Record set:
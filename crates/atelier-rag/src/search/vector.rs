//! Vector similarity search with client-side cosine fallback.

use std::sync::Arc;

use crate::error::{Error, Result};
use crate::storage::DocumentStore;
use crate::types::{DocumentChunk, MetadataFilter};

/// Cosine similarity clamped into [0, 1]. A zero-norm vector yields 0.0
/// rather than an error; small negatives from floating-point error clamp to 0.
/// Mismatched lengths yield 0.0; stored rows bypass the query-side dimension
/// check, so a malformed embedding must not score against a prefix.
pub fn cosine_similarity(a: &[f32], b: &[f32]) -> f32 {
    if a.len() != b.len() {
        return 0.0;
    }
    let dot: f32 = a.iter().zip(b.iter()).map(|(x, y)| x * y).sum();
    let norm_a: f32 = a.iter().map(|x| x * x).sum::<f32>().sqrt();
    let norm_b: f32 = b.iter().map(|x| x * x).sum::<f32>().sqrt();
    if norm_a == 0.0 || norm_b == 0.0 {
        return 0.0;
    }
    (dot / (norm_a * norm_b)).clamp(0.0, 1.0)
}

pub struct VectorSearcher {
    store: Arc<dyn DocumentStore>,
    dimension: usize,
    candidate_multiplier: usize,
}

impl VectorSearcher {
    pub fn new(store: Arc<dyn DocumentStore>, dimension: usize, candidate_multiplier: usize) -> Self {
        Self {
            store,
            dimension,
            candidate_multiplier,
        }
    }

    pub fn dimension(&self) -> usize {
        self.dimension
    }

    /// Retrieve the `match_count` chunks nearest to `query_embedding`,
    /// discarding candidates below `match_threshold`. Ordered by similarity
    /// descending, priority descending on ties.
    pub async fn search_similar(
        &self,
        query_embedding: &[f32],
        match_count: usize,
        match_threshold: f32,
        filter: Option<&MetadataFilter>,
    ) -> Result<Vec<DocumentChunk>> {
        if query_embedding.len() != self.dimension {
            return Err(Error::DimensionMismatch {
                expected: self.dimension,
                got: query_embedding.len(),
            });
        }

        // Natively-ranked stores return exactly what we need; otherwise
        // oversample so the threshold filter still leaves enough candidates.
        let limit = if self.store.ranks_natively() {
            match_count
        } else {
            match_count * self.candidate_multiplier
        };

        let rows = self
            .store
            .query(filter, limit, Some(query_embedding))
            .await?;
        tracing::debug!(candidates = rows.len(), limit, "vector search retrieved candidates");

        let mut results: Vec<DocumentChunk> = Vec::with_capacity(rows.len());
        for row in rows {
            let similarity = match row.similarity {
                Some(s) => s.clamp(0.0, 1.0),
                None => match row.embedding.as_deref() {
                    Some(embedding) => cosine_similarity(query_embedding, embedding),
                    None => {
                        // No embedding stored; excluded from vector ranking.
                        tracing::warn!(id = row.id, "chunk has no embedding, skipping");
                        continue;
                    }
                },
            };
            if similarity >= match_threshold {
                results.push(row.into_chunk(Some(similarity)));
            }
        }

        results.sort_by(|a, b| {
            b.similarity()
                .partial_cmp(&a.similarity())
                .unwrap_or(std::cmp::Ordering::Equal)
                .then(b.metadata.priority().cmp(&a.metadata.priority()))
        });
        results.truncate(match_count);

        tracing::debug!(
            results = results.len(),
            threshold = match_threshold,
            "vector search completed"
        );
        Ok(results)
    }
}
//! Hybrid retrieval and streaming chat pipeline for a design-studio
//! knowledge base: query classification, entity plus vector search over a
//! document store, bounded context formatting, and turn orchestration with
//! conversation memory and SSE-framed streaming.

pub mod chat;
pub mod classifier;
pub mod config;
pub mod context;
pub mod embeddings;
pub mod error;
pub mod llm;
pub mod memory;
pub mod search;
pub mod storage;
pub mod types;

// Re-export primary types for convenience
pub use chat::{ChatEngine, ChatRequest, ChatResponse, ResponseMetadata};
pub use classifier::QueryClassifier;
pub use config::ChatbotConfig;
pub use context::ContextFormatter;
pub use embeddings::{EmbeddingProvider, OpenAiEmbeddings};
pub use error::{Error, Result};
pub use llm::{CompletionProvider, GenerationConfig, OpenAiCompletions, TokenStream};
pub use memory::{ConversationStore, MemoryConversationStore, SessionInfo};
pub use search::HybridSearcher;
pub use storage::{DocumentStore, MemoryDocumentStore};
pub use types::{
    DocumentChunk, DocumentMetadata, Message, MessageRole, MetadataFilter, QueryClassification,
    SourceSummary, StreamToken,
};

Task to complete: Once you reach the line with "match_count * self.candidate_multiplier" in the data above, copy it and every line after it exactly, up to and including the line with "if similarity >= match_threshold".

Response:
            match_count * self.candidate_multiplier
        };

        let rows = self
            .store
            .query(filter, limit, Some(query_embedding))
            .await?;
        tracing::debug!(candidates = rows.len(), limit, "vector search retrieved candidates");

        let mut results: Vec<DocumentChunk> = Vec::with_capacity(rows.len());
        for row in rows {
            let similarity = match row.similarity {
                Some(s) => s.clamp(0.0, 1.0),
                None => match row.embedding.as_deref() {
                    Some(embedding) => cosine_similarity(query_embedding, embedding),
                    None => {
                        // No embedding stored; excluded from vector ranking.
                        tracing::warn!(id = row.id, "chunk has no embedding, skipping");
                        continue;
                    }
                },
            };
            if similarity >= match_threshold {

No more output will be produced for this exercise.